LESLIE: Everybody’s going green including Marty. What can we do for you?
MARTY: The subject is our kitchen. We have a small kitchen. It’s about 8×10. It’s not an eat-in; it’s just a utilitarian type place. And we have fluorescent lighting in there now, which is a single fixture with two circular lights that amount to 72 watts fluorescent. And we want to change and we’re talking about going back to incandescents; perhaps a single fixture. But what we’re not too sure about is how much wattage should we use to replace 72 watts of fluorescent.

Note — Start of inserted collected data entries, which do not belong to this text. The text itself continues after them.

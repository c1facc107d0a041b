//! Per-pixel relative depth images and their conversion into detection samples.
//!
//! Monocular depth estimators produce relative inverse depth: larger values are
//! nearer, and the scale changes from frame to frame. Each map is therefore rescaled
//! so that its nearest pixel is `1` and its farthest `0` before it is sampled.

use anyhow::{ensure, Result};
use roomball_core::{clamp_pixel, DetectionSample, Landmark};

/// A row-major depth image.
#[derive(Clone, Debug, PartialEq)]
pub struct DepthMap {
    width: u32,
    height: u32,
    values: Vec<f32>,
}

impl DepthMap {
    /// Create a depth map from row-major values.
    pub fn new(width: u32, height: u32, values: Vec<f32>) -> Result<Self> {
        ensure!(width > 0 && height > 0, "Depth map must not be empty");
        ensure!(
            values.len() == width as usize * height as usize,
            "Depth map of {}x{} needs {} values, got {}",
            width,
            height,
            width as usize * height as usize,
            values.len()
        );
        Ok(Self {
            width,
            height,
            values,
        })
    }

    /// Create a depth map by evaluating `f(x, y)` for every pixel.
    pub fn from_fn(width: u32, height: u32, mut f: impl FnMut(u32, u32) -> f32) -> Result<Self> {
        let mut values = Vec::with_capacity(width as usize * height as usize);
        for y in 0..height {
            for x in 0..width {
                values.push(f(x, y));
            }
        }
        Self::new(width, height, values)
    }

    pub fn width(&self) -> u32 {
        self.width
    }

    pub fn height(&self) -> u32 {
        self.height
    }

    /// Value at the given pixel, which must lie inside the map.
    pub fn get(&self, x: u32, y: u32) -> Option<f32> {
        if x >= self.width || y >= self.height {
            return None;
        }
        self.values
            .get(y as usize * self.width as usize + x as usize)
            .copied()
    }

    /// Rescale the map linearly so that its minimum becomes `0` and its maximum `1`.
    ///
    /// Non-finite values are ignored when looking for the range and become `0`. A map
    /// without any spread becomes all zeros.
    pub fn normalized(&self) -> DepthMap {
        let (min, max) = self
            .values
            .iter()
            .filter(|v| v.is_finite())
            .fold((f32::INFINITY, f32::NEG_INFINITY), |(lo, hi), &v| {
                (lo.min(v), hi.max(v))
            });
        let range = max - min;

        let values = self
            .values
            .iter()
            .map(|&v| {
                if !v.is_finite() || range <= 0.0 {
                    0.0
                } else {
                    ((v - min) / range).clamp(0.0, 1.0)
                }
            })
            .collect();

        DepthMap {
            width: self.width,
            height: self.height,
            values,
        }
    }

    /// Look up the value under a pixel, clamping the pixel into the map first.
    pub fn sample(&self, x: i32, y: i32) -> f32 {
        match clamp_pixel(x, y, self.width, self.height) {
            Some((x, y)) => self.get(x, y).unwrap_or(0.0),
            None => 0.0,
        }
    }
}

/// Build a detection sample from a wrist landmark and the raw depth map of the same
/// frame.
///
/// The landmark is mirrored first if the camera image was flipped for a selfie view.
/// The depth map is normalized and sampled at the landmark pixel, clamped into the
/// frame. Returns `None` when there is no landmark.
pub fn detection_from_landmark(
    landmark: Option<Landmark>,
    depth_map: &DepthMap,
    mirror: bool,
) -> Option<DetectionSample> {
    let landmark = landmark?;
    let landmark = if mirror {
        landmark.mirrored()
    } else {
        landmark
    };

    let (width, height) = (depth_map.width(), depth_map.height());
    let (pixel_x, pixel_y) = landmark.to_pixel(width, height);
    let depth = depth_map.normalized().sample(pixel_x, pixel_y);

    Some(DetectionSample {
        pixel_x,
        pixel_y,
        depth: depth as f64,
        frame_width: width,
        frame_height: height,
    })
}
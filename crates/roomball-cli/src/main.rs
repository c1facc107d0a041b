use std::{path::PathBuf, str::FromStr, time::Duration};

use anyhow::{bail, Context, Result};
use clap::{Parser, ValueEnum};
use roomball_core::{Detector, RoomballSettings};
use roomball_executor::{FrameScheduler, SchedulerHandle};
use tokio::sync::broadcast;
use tracing::level_filters::LevelFilter;
use tracing_subscriber::{fmt, layer::SubscriberExt, util::SubscriberInitExt, Layer};

mod log_renderer;
mod mock_detector;

use log_renderer::LogRenderer;
use mock_detector::{MockDetector, MockDetectorConfig, NoHandsDetector};

#[derive(Debug, Clone, Copy, ValueEnum)]
pub(crate) enum DetectorType {
    /// A synthetic hand moving in front of the camera
    Synthetic,
    /// No hand is ever detected
    None,
}

#[derive(Debug, Parser)]
#[command(name = "roomball")]
pub(crate) struct Args {
    #[clap(long, short = 'f', default_value = "roomball-settings.json")]
    settings_file: PathBuf,

    #[clap(long, default_value = "info")]
    log_level: String,

    #[clap(long, default_value = "auto")]
    log_directory: String,

    #[clap(long, default_value = "synthetic")]
    detector: DetectorType,

    /// Probability that the synthetic detector finds no hand in a frame
    #[clap(long, default_value = "0.1")]
    miss_rate: f64,

    /// Duration of one synthetic detection pass
    #[clap(long, default_value = "60")]
    detection_latency_ms: u64,

    /// Run this many frames with a fixed time step and exit, instead of running in
    /// real time
    #[clap(long)]
    frames: Option<u64>,

    /// Flip the camera image horizontally, as in a selfie view
    #[clap(long, default_value_t = true, action = clap::ArgAction::Set)]
    mirror: bool,

    #[clap(long, default_value = "640")]
    frame_width: u32,

    #[clap(long, default_value = "480")]
    frame_height: u32,
}

impl Args {
    fn detector(&self) -> Result<Box<dyn Detector>> {
        match self.detector {
            DetectorType::Synthetic => {
                if !(0.0..=1.0).contains(&self.miss_rate) {
                    bail!("Miss rate must lie in [0, 1], got {}", self.miss_rate);
                }
                Ok(Box::new(MockDetector::new(MockDetectorConfig {
                    frame_width: self.frame_width,
                    frame_height: self.frame_height,
                    miss_rate: self.miss_rate,
                    latency: Duration::from_millis(self.detection_latency_ms),
                    mirror: self.mirror,
                })))
            }
            DetectorType::None => Ok(Box::new(NoHandsDetector)),
        }
    }

    fn log_file_path(&self) -> PathBuf {
        let time = chrono::Local::now().format("%Y-%m-%d_%H-%M-%S").to_string();
        let filename = format!("roomball-{time}.log");
        if self.log_directory != "auto" {
            return PathBuf::from(&self.log_directory).join(filename);
        }
        dirs::data_local_dir()
            .map(|p| p.join("roomball").join("logs").join(&filename))
            .unwrap_or_else(|| PathBuf::from(&filename))
    }
}

#[tokio::main]
async fn main() -> Result<()> {
    let args = Args::parse();

    // Set up log file
    let log_file_path = args.log_file_path();
    let log_dir = log_file_path
        .parent()
        .map(PathBuf::from)
        .unwrap_or_else(|| PathBuf::from("."));
    tokio::fs::create_dir_all(&log_dir)
        .await
        .with_context(|| format!("Failed to create log directory: {}", log_dir.display()))?;
    let Some(log_file_name) = log_file_path.file_name() else {
        bail!("Invalid log file path: {}", log_file_path.display());
    };
    let appender = tracing_appender::rolling::never(&log_dir, log_file_name);
    let (non_blocking_appender, _guard) = tracing_appender::non_blocking(appender);

    // Set up tracing
    let log_level = match tracing::Level::from_str(&args.log_level) {
        Ok(level) => LevelFilter::from_level(level),
        Err(_) => bail!("Invalid log level: {}", args.log_level),
    };
    let stdout_layer = fmt::layer().without_time().with_filter(log_level);
    let logfile_layer = fmt::layer()
        .json()
        .with_ansi(false)
        .with_writer(non_blocking_appender)
        .with_filter(log_level.max(LevelFilter::DEBUG));
    tracing_subscriber::registry()
        .with(stdout_layer)
        .with(logfile_layer)
        .try_init()
        .context("Unable to set global tracing subscriber")?;

    tracing::info!("Saving logs to {}", log_file_path.display());

    let settings = RoomballSettings::load_or_insert(&args.settings_file)?;
    let scheduler = FrameScheduler::builder()
        .with_settings(settings)
        .with_detector(args.detector()?)
        .with_renderer(Box::new(LogRenderer::new()))
        .build()
        .context("Failed to set up the frame scheduler")?;

    match args.frames {
        Some(frames) => run_headless(scheduler, frames),
        None => run_real_time(scheduler).await,
    }
}

/// Run a fixed number of frames with the nominal time step. The detector is called
/// inline, once per frame.
fn run_headless(mut scheduler: FrameScheduler, frames: u64) -> Result<()> {
    let dt = 1.0 / scheduler.target_fps();
    tracing::info!("Running {} frames with dt = {:.4}s", frames, dt);

    let mut last = None;
    for _ in 0..frames {
        last = Some(scheduler.step(dt));
    }

    if let Some(update) = last {
        println!("{}", serde_json::to_string_pretty(&update)?);
    }
    Ok(())
}

async fn run_real_time(scheduler: FrameScheduler) -> Result<()> {
    let handle = scheduler.handle();
    let (stop_tx, stop_rx) = broadcast::channel(1);
    let mut main_task = tokio::spawn(scheduler.run_real_time(stop_rx));
    let summary_task = tokio::spawn(log_summaries(handle));

    let result = tokio::select! {
        res = tokio::signal::ctrl_c() => {
            res.context("Failed to listen for ctrl-c")?;
            tracing::info!("Shutting down");
            stop_tx.send(()).ok();
            (&mut main_task).await
        }
        res = &mut main_task => res,
    };
    summary_task.abort();

    result.context("Frame loop task failed")?
}

/// Log a short summary of the frame loop every few seconds.
async fn log_summaries(handle: SchedulerHandle) {
    let mut interval = tokio::time::interval(Duration::from_secs(5));
    interval.tick().await;
    loop {
        interval.tick().await;
        let Ok(info) = handle.info() else {
            break;
        };
        let Some(info) = info.recv().await else {
            continue;
        };
        tracing::info!(
            frames = info.stats.frames,
            hit_rate = info.stats.hit_rate(),
            bounces = info.stats.bounces,
            paused = info.paused,
            "Frame loop running at {} fps",
            info.target_fps
        );
    }
}
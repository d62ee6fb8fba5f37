//! Public entry point: accepts `POST /temperature` and forwards to the resolver

use std::path::PathBuf;

use anyhow::Result;
use cep_weather::config::GatewayConfig;
use cep_weather::gateway::{self, GatewayState};
use cep_weather::{telemetry, web};

#[tokio::main]
async fn main() -> Result<()> {
    let config = GatewayConfig::load_from_path(std::env::args().nth(1).map(PathBuf::from))?;
    let guard = telemetry::init(&config.logging, &config.telemetry)?;

    tracing::info!(
        "Starting gateway v{}, resolver at {}",
        cep_weather::VERSION,
        config.resolver.base_url
    );

    let state = GatewayState::from_config(&config)?;
    let result = web::serve(gateway::router(state), &config.server).await;

    guard.shutdown();
    result
}
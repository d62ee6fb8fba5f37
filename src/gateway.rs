//! Gateway service: validates a posted CEP and forwards it to the resolver

use std::time::Duration;

use anyhow::Result;
use axum::Router;
use axum::body::Bytes;
use axum::extract::State;
use axum::http::StatusCode;
use axum::response::Response;
use axum::routing::post;
use reqwest_middleware::ClientWithMiddleware;
use serde::Deserialize;
use tracing::{Instrument, Span, field, info, warn};

use crate::config::GatewayConfig;
use crate::http_client::build_client;
use crate::postal_code::{self, NormalizedPostalCode};
use crate::translate::Outcome;
use crate::web;

/// Body of `POST /temperature`
#[derive(Debug, Clone, Default, Deserialize)]
#[serde(default)]
pub struct TemperatureRequest {
    pub cep: String,
}

impl TemperatureRequest {
    /// A body that is not a JSON object with a string `cep` counts as an empty CEP
    pub fn from_body(body: &[u8]) -> Self {
        serde_json::from_slice(body).unwrap_or_else(|e| {
            tracing::debug!("Unparseable request body: {}", e);
            Self::default()
        })
    }
}

/// HTTP client for the resolver's `/temperature/{zipcode}` endpoint
#[derive(Clone)]
pub struct ResolverClient {
    client: ClientWithMiddleware,
    base_url: String,
}

impl ResolverClient {
    pub fn new(client: ClientWithMiddleware, base_url: impl Into<String>) -> Self {
        Self {
            client,
            base_url: base_url.into().trim_end_matches('/').to_string(),
        }
    }

    /// Forward `code`, returning whatever status and body come back
    pub async fn fetch(&self, code: &NormalizedPostalCode) -> crate::Result<(StatusCode, Bytes)> {
        let url = format!("{}/temperature/{}", self.base_url, code);
        let response = self.client.get(&url).send().await?;
        let status = response.status();
        let body = response.bytes().await?;
        Ok((status, body))
    }
}

#[derive(Clone)]
pub struct GatewayState {
    resolver: ResolverClient,
}

impl GatewayState {
    pub fn new(resolver: ResolverClient) -> Self {
        Self { resolver }
    }

    pub fn from_config(config: &GatewayConfig) -> Result<Self> {
        let client = build_client(Duration::from_secs(config.resolver.timeout_seconds.into()))?;
        Ok(Self::new(ResolverClient::new(
            client,
            config.resolver.base_url.as_str(),
        )))
    }

    /// Validate locally, then classify what the resolver answers
    pub async fn forward(&self, request: &TemperatureRequest) -> Outcome {
        let code = match postal_code::validate(&request.cep) {
            Ok(code) => code,
            Err(e) => {
                info!("Rejected CEP {:?}: {}", request.cep, e);
                return Outcome::Invalid;
            }
        };
        Span::current().record("cep", code.as_str());

        match self.resolver.fetch(&code).await {
            Ok((status, body)) => {
                let outcome = Outcome::from_resolver_reply(status, &body);
                info!("Resolver answered {} for {}", status, code);
                outcome
            }
            Err(e) => {
                warn!("Resolver unreachable for {}: {}", code, e);
                Outcome::from_transport_failure(&e)
            }
        }
    }
}

pub fn router(state: GatewayState) -> Router {
    web::traced(
        Router::new()
            .route("/temperature", post(post_temperature))
            .with_state(state),
    )
}

async fn post_temperature(State(state): State<GatewayState>, body: Bytes) -> Response {
    let span = tracing::info_span!("handler", cep = field::Empty);

    let request = span.in_scope(|| TemperatureRequest::from_body(&body));
    let outcome = state.forward(&request).instrument(span.clone()).await;

    web::with_trace_context(&span, outcome)
}

#[cfg(test)]
mod tests {
    use super::*;
    use crate::temperature::TemperatureReport;
    use axum::body::Body;
    use axum::http::Request;
    use rstest::rstest;
    use tower::ServiceExt;
    use wiremock::matchers::{method, path};
    use wiremock::{Mock, MockServer, ResponseTemplate};

    fn app(base_url: &str) -> Router {
        let client = build_client(Duration::from_secs(2)).unwrap();
        router(GatewayState::new(ResolverClient::new(client, base_url)))
    }

    async fn post_json(app: Router, body: &str) -> (StatusCode, String) {
        let request = Request::builder()
            .method("POST")
            .uri("/temperature")
            .header("content-type", "application/json")
            .body(Body::from(body.to_string()))
            .unwrap();
        let response = app.oneshot(request).await.unwrap();
        let status = response.status();
        let body = axum::body::to_bytes(response.into_body(), 4096)
            .await
            .unwrap();
        (status, String::from_utf8(body.to_vec()).unwrap())
    }

    #[rstest]
    #[case(r#"{"cep":"01310100"}"#, "01310100")]
    #[case(r#"{"cep":"01310-100"}"#, "01310100")]
    #[case("not json", "")]
    #[case(r#"{"cep":29010}"#, "")]
    #[case("{}", "")]
    fn test_request_from_body(#[case] body: &str, #[case] expected: &str) {
        let request = TemperatureRequest::from_body(body.as_bytes());
        let cep = postal_code::validate(&request.cep)
            .map(|code| code.to_string())
            .unwrap_or_default();
        assert_eq!(cep, expected);
    }

    #[tokio::test]
    async fn test_forwards_normalized_code() {
        let server = MockServer::start().await;
        let report = TemperatureReport::new("São Paulo", 23.4);
        Mock::given(method("GET"))
            .and(path("/temperature/01310100"))
            .respond_with(ResponseTemplate::new(200).set_body_json(&report))
            .expect(1)
            .mount(&server)
            .await;

        let (status, body) = post_json(app(&server.uri()), r#"{"cep":"01310-100"}"#).await;

        assert_eq!(status, StatusCode::OK);
        let received: TemperatureReport = serde_json::from_str(&body).unwrap();
        assert_eq!(received, report);
    }

    #[rstest]
    #[case(r#"{"cep":"123"}"#)]
    #[case(r#"{"cep":"0131010a"}"#)]
    #[case(r#"{"cep":""}"#)]
    #[case("garbage")]
    #[tokio::test]
    async fn test_invalid_cep_never_reaches_resolver(#[case] body: &str) {
        let server = MockServer::start().await;
        Mock::given(method("GET"))
            .respond_with(ResponseTemplate::new(200))
            .expect(0)
            .mount(&server)
            .await;

        let (status, body) = post_json(app(&server.uri()), body).await;

        assert_eq!(status, StatusCode::UNPROCESSABLE_ENTITY);
        assert_eq!(body, "invalid zipcode");
    }

    #[rstest]
    #[case(404, "can not find zipcode")]
    #[case(200, r#"{"city":"","temp_C":20.0,"temp_F":68.0,"temp_K":293.2}"#)]
    #[case(200, "<html>bad gateway</html>")]
    #[case(500, "")]
    #[tokio::test]
    async fn test_unusable_resolver_reply_is_not_found(#[case] status: u16, #[case] reply: &str) {
        let server = MockServer::start().await;
        Mock::given(method("GET"))
            .and(path("/temperature/99999999"))
            .respond_with(ResponseTemplate::new(status).set_body_string(reply))
            .mount(&server)
            .await;

        let (status, body) = post_json(app(&server.uri()), r#"{"cep":"99999999"}"#).await;

        assert_eq!(status, StatusCode::NOT_FOUND);
        assert_eq!(body, "can not find zipcode");
    }

    #[tokio::test]
    async fn test_resolver_rejection_is_not_found() {
        let server = MockServer::start().await;
        Mock::given(method("GET"))
            .respond_with(ResponseTemplate::new(422).set_body_string("invalid zipcode"))
            .expect(1)
            .mount(&server)
            .await;

        let (status, body) = post_json(app(&server.uri()), r#"{"cep":"01310100"}"#).await;

        assert_eq!(status, StatusCode::NOT_FOUND);
        assert_eq!(body, "can not find zipcode");
    }

    #[tokio::test]
    async fn test_unreachable_resolver_is_invalid() {
        let listener = std::net::TcpListener::bind("127.0.0.1:0").unwrap();
        let addr = listener.local_addr().unwrap();
        drop(listener);

        let (status, body) = post_json(app(&format!("http://{addr}")), r#"{"cep":"01310100"}"#).await;

        assert_eq!(status, StatusCode::UNPROCESSABLE_ENTITY);
        assert_eq!(body, "invalid zipcode");
    }
}
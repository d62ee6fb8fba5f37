//! Boundary outcomes shared by the resolver and the gateway
//!
//! Both services reply with one of exactly three outcomes. The resolver maps
//! its internal errors onto them; the gateway classifies the resolver's HTTP
//! reply (or the failure to get one) onto the same set. Anything the gateway
//! cannot read as a report is a single not-found.

use axum::Json;
use axum::http::StatusCode;
use axum::response::{IntoResponse, Response};

use crate::error::{INVALID_ZIPCODE, ZIPCODE_NOT_FOUND};
use crate::temperature::TemperatureReport;
use crate::{CepWeatherError, Result};

#[derive(Debug, Clone, PartialEq)]
pub enum Outcome {
    /// 200 with the report as JSON
    Success(TemperatureReport),
    /// 404 `can not find zipcode`
    NotFound,
    /// 422 `invalid zipcode`
    Invalid,
}

impl Outcome {
    /// Resolver side: fold the pipeline result into a boundary outcome
    #[must_use]
    pub fn from_resolution(result: Result<TemperatureReport>) -> Self {
        match result {
            Ok(report) => Outcome::Success(report),
            Err(CepWeatherError::Validation { .. }) => Outcome::Invalid,
            Err(_) => Outcome::NotFound,
        }
    }

    /// Gateway side: classify the reply the resolver sent back
    #[must_use]
    pub fn from_resolver_reply(status: StatusCode, body: &[u8]) -> Self {
        if !status.is_success() {
            return Outcome::NotFound;
        }
        match serde_json::from_slice::<TemperatureReport>(body) {
            Ok(report) if !report.city.trim().is_empty() => Outcome::Success(report.rounded()),
            Ok(_) => Outcome::NotFound,
            Err(e) => {
                tracing::debug!("Unparseable resolver body: {}", e);
                Outcome::NotFound
            }
        }
    }

    /// Gateway side: the resolver could not be reached or did not answer in time.
    ///
    /// Reported to the client as an invalid zipcode, the same class as a
    /// local validation failure.
    #[must_use]
    pub fn from_transport_failure(_err: &CepWeatherError) -> Self {
        Outcome::Invalid
    }

    #[must_use]
    pub fn status_code(&self) -> StatusCode {
        match self {
            Outcome::Success(_) => StatusCode::OK,
            Outcome::NotFound => StatusCode::NOT_FOUND,
            Outcome::Invalid => StatusCode::UNPROCESSABLE_ENTITY,
        }
    }
}

impl IntoResponse for Outcome {
    fn into_response(self) -> Response {
        let status = self.status_code();
        match self {
            Outcome::Success(report) => (status, Json(report)).into_response(),
            Outcome::NotFound => (status, ZIPCODE_NOT_FOUND).into_response(),
            Outcome::Invalid => (status, INVALID_ZIPCODE).into_response(),
        }
    }
}
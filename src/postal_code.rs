//! Postal code (CEP) validation

use std::fmt;

use crate::{CepWeatherError, Result};

/// Number of digits in a CEP once the separator is removed
pub const POSTAL_CODE_LEN: usize = 8;

/// A CEP reduced to exactly eight ASCII digits
#[derive(Debug, Clone, PartialEq, Eq, Hash)]
pub struct NormalizedPostalCode(String);

impl NormalizedPostalCode {
    #[must_use]
    pub fn as_str(&self) -> &str {
        &self.0
    }
}

impl fmt::Display for NormalizedPostalCode {
    fn fmt(&self, f: &mut fmt::Formatter<'_>) -> fmt::Result {
        f.write_str(&self.0)
    }
}

/// Validate a raw postal code, stripping at most one hyphen.
///
/// `"01310-100"` and `"01310100"` both normalize to `01310100`. Anything that
/// is not eight ASCII digits after the strip is rejected.
pub fn validate(raw: &str) -> Result<NormalizedPostalCode> {
    let code = raw.replacen('-', "", 1);

    if code.is_empty() {
        return Err(CepWeatherError::validation("empty postal code"));
    }
    if code.len() != POSTAL_CODE_LEN {
        return Err(CepWeatherError::validation(format!(
            "expected {POSTAL_CODE_LEN} digits, got {} bytes",
            code.len()
        )));
    }
    if !code.bytes().all(|b| b.is_ascii_digit()) {
        return Err(CepWeatherError::validation("postal code must be numeric"));
    }

    Ok(NormalizedPostalCode(code))
}
//! Internal service: answers `GET /temperature/{zipcode}`

use std::path::PathBuf;

use anyhow::Result;
use cep_weather::config::ResolverConfig;
use cep_weather::resolver::{self, ResolverState};
use cep_weather::{telemetry, web};

#[tokio::main]
async fn main() -> Result<()> {
    let config = ResolverConfig::load_from_path(std::env::args().nth(1).map(PathBuf::from))?;
    let guard = telemetry::init(&config.logging, &config.telemetry)?;

    tracing::info!(
        "Starting resolver v{}, geocoding via {}, weather via {}",
        cep_weather::VERSION,
        config.geocoding.base_url,
        config.weather.base_url
    );

    let state = ResolverState::from_config(&config)?;
    let result = web::serve(resolver::router(state), &config.server).await;

    guard.shutdown();
    result
}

TOM: It depends on what you mean by 72 watts. Now, if you’re looking, for example, at compact fluorescents, they usually give you a wattage equivalent to an incandescent bulb. So, for example, a 75-watt compact fluorescent is actually only using about a quarter of that amount of electricity because watts is a measure of electricity and electrical consumption. If you’re talking about one of those old-fashioned circular bulbs …
MARTY: Yes.
TOM: … well, what you might want to do is probably go with 100 to 150 watts worth of electricity but try to buy a fixture that uses compact fluorescents because this way it’s not going to cost you anymore to operate it than the old fixture does right now.
MARTY: OK, so we were trying to get away from the fluorescent look but maybe because …
TOM: Well, but this is a different type of fluorescent. I’m talking about using a compact fluorescent bulb.
MARTY: I see.
TOM: Not a circular, old-fashioned fluorescent.
MARTY: OK. And those will fit into a regular incandescent fixture.
TOM: Socket. Socket. Correct.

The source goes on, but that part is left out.